Eu me senti assim... não fiquei muito nervosa, né. Não sabia realmente, eu não tinha idéia o que era o lúpus, né. (...) porque realmente ela não é uma doença boa, mas a devido pelo tempo que eu tenho, eu nem acho.. Me conformei, né. Mas chorei muito, fiquei muito... viche! Eu cheguei a passar até numa psicóloga. (C – 42 anos)

Contudo, pode até chamar a atenção a atitude da participante “A” cuja

irmã falecida teve a mesma doença.
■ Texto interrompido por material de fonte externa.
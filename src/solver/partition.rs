//! Feedback partitions
//!
//! Scoring a guess against every candidate splits the candidates into
//! classes that share one feedback. Feedback for `L` pegs always has
//! `exact + color_only <= L`, so the classes fit a flat `(L+1)^2` count array
//! indexed by `exact * (L+1) + color_only`.

use crate::core::{Code, Feedback};

/// Class sizes of the candidates under one guess
#[derive(Debug, Clone, PartialEq, Eq)]
pub struct Partition {
    counts: Vec<usize>,
    width: usize,
    total: usize,
}

impl Partition {
    /// Partition `candidates` by the feedback each would give `guess` as secret
    ///
    /// # Examples
    /// ```
    /// use mastermind_solver::core::{Feedback, Rules};
    /// use mastermind_solver::solver::Partition;
    ///
    /// let rules = Rules::standard();
    /// let parse = |t: &str| rules.parse_code(t).unwrap();
    /// let candidates = vec![parse("RBYG"), parse("RBGY"), parse("BRYG"), parse("GYBR")];
    ///
    /// let partition = Partition::of(&parse("RBYG"), &candidates);
    /// assert_eq!(partition.count(Feedback::new(2, 2)), 2);
    /// assert_eq!(partition.largest(), 2);
    /// assert_eq!(partition.classes(), 3);
    /// ```
    #[must_use]
    pub fn of(guess: &Code, candidates: &[Code]) -> Self {
        let width = guess.len() + 1;
        let mut counts = vec![0; width * width];

        for candidate in candidates {
            let feedback = Feedback::evaluate(candidate, guess);
            counts[feedback.exact() * width + feedback.color_only()] += 1;
        }

        Self {
            counts,
            width,
            total: candidates.len(),
        }
    }

    /// Candidates that would answer the guess with `feedback`
    #[must_use]
    pub fn count(&self, feedback: Feedback) -> usize {
        if feedback.exact() >= self.width || feedback.color_only() >= self.width {
            return 0;
        }
        self.counts[feedback.exact() * self.width + feedback.color_only()]
    }

    /// Raw class sizes, empty classes included
    #[inline]
    #[must_use]
    pub fn counts(&self) -> &[usize] {
        &self.counts
    }

    /// Number of candidates partitioned
    #[inline]
    #[must_use]
    pub const fn total(&self) -> usize {
        self.total
    }

    /// Size of the largest class: the worst case left after the guess
    #[must_use]
    pub fn largest(&self) -> usize {
        self.counts.iter().copied().max().unwrap_or(0)
    }

    /// Number of non-empty classes
    #[must_use]
    pub fn classes(&self) -> usize {
        self.counts.iter().filter(|&&n| n > 0).count()
    }
}

#[cfg(test)]
mod tests {
    use super::*;
    use crate::core::Rules;
    use crate::solver::CandidateSet;

    #[test]
    fn classes_cover_every_candidate() {
        let rules = Rules::standard();
        let space = CandidateSet::full(&rules);
        let guess = rules.parse_code("RRBY").unwrap();

        let partition = Partition::of(&guess, space.as_slice());
        assert_eq!(partition.total(), 1296);
        assert_eq!(partition.counts().iter().sum::<usize>(), 1296);
        assert_eq!(partition.counts().len(), 25);
    }

    #[test]
    fn impossible_feedback_is_never_counted() {
        let rules = Rules::standard();
        let space = CandidateSet::full(&rules);
        let guess = rules.parse_code("RBYG").unwrap();

        let partition = Partition::of(&guess, space.as_slice());
        assert_eq!(partition.count(Feedback::new(3, 1)), 0);
        assert_eq!(partition.count(Feedback::new(4, 0)), 1);
        assert_eq!(partition.count(Feedback::new(9, 0)), 0);
        // 14 possible answers for four pegs, all reachable from four distinct colors
        assert_eq!(partition.classes(), 14);
    }

    #[test]
    fn empty_candidates() {
        let guess = Rules::standard().parse_code("RBYG").unwrap();
        let partition = Partition::of(&guess, &[]);

        assert_eq!(partition.total(), 0);
        assert_eq!(partition.largest(), 0);
        assert_eq!(partition.classes(), 0);
    }
}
Esta se mostrou indiferente quanto ao diagnóstico,

o que possivelmente para qualquer leitor seria uma reação não condizente com a

realidade que ela vivenciou com a irmã:

Pra mim não foi assim... um baque não, porque eu já estava cuidando da minha irmã, já sabia como é que era.. Eu recebi a notícia normal. (A – 22 anos)

Evidencia-se no processo da pesquisa, a variedade de formas de

encarar a doença dependendo da pessoa, a experiência de vida, e até o grau de

maturidade para perceber a dimensão e implicações da mesma (Radley, 1994). Deste

modo, é impossível pensar em uma forma unívoca de lidar com a doença.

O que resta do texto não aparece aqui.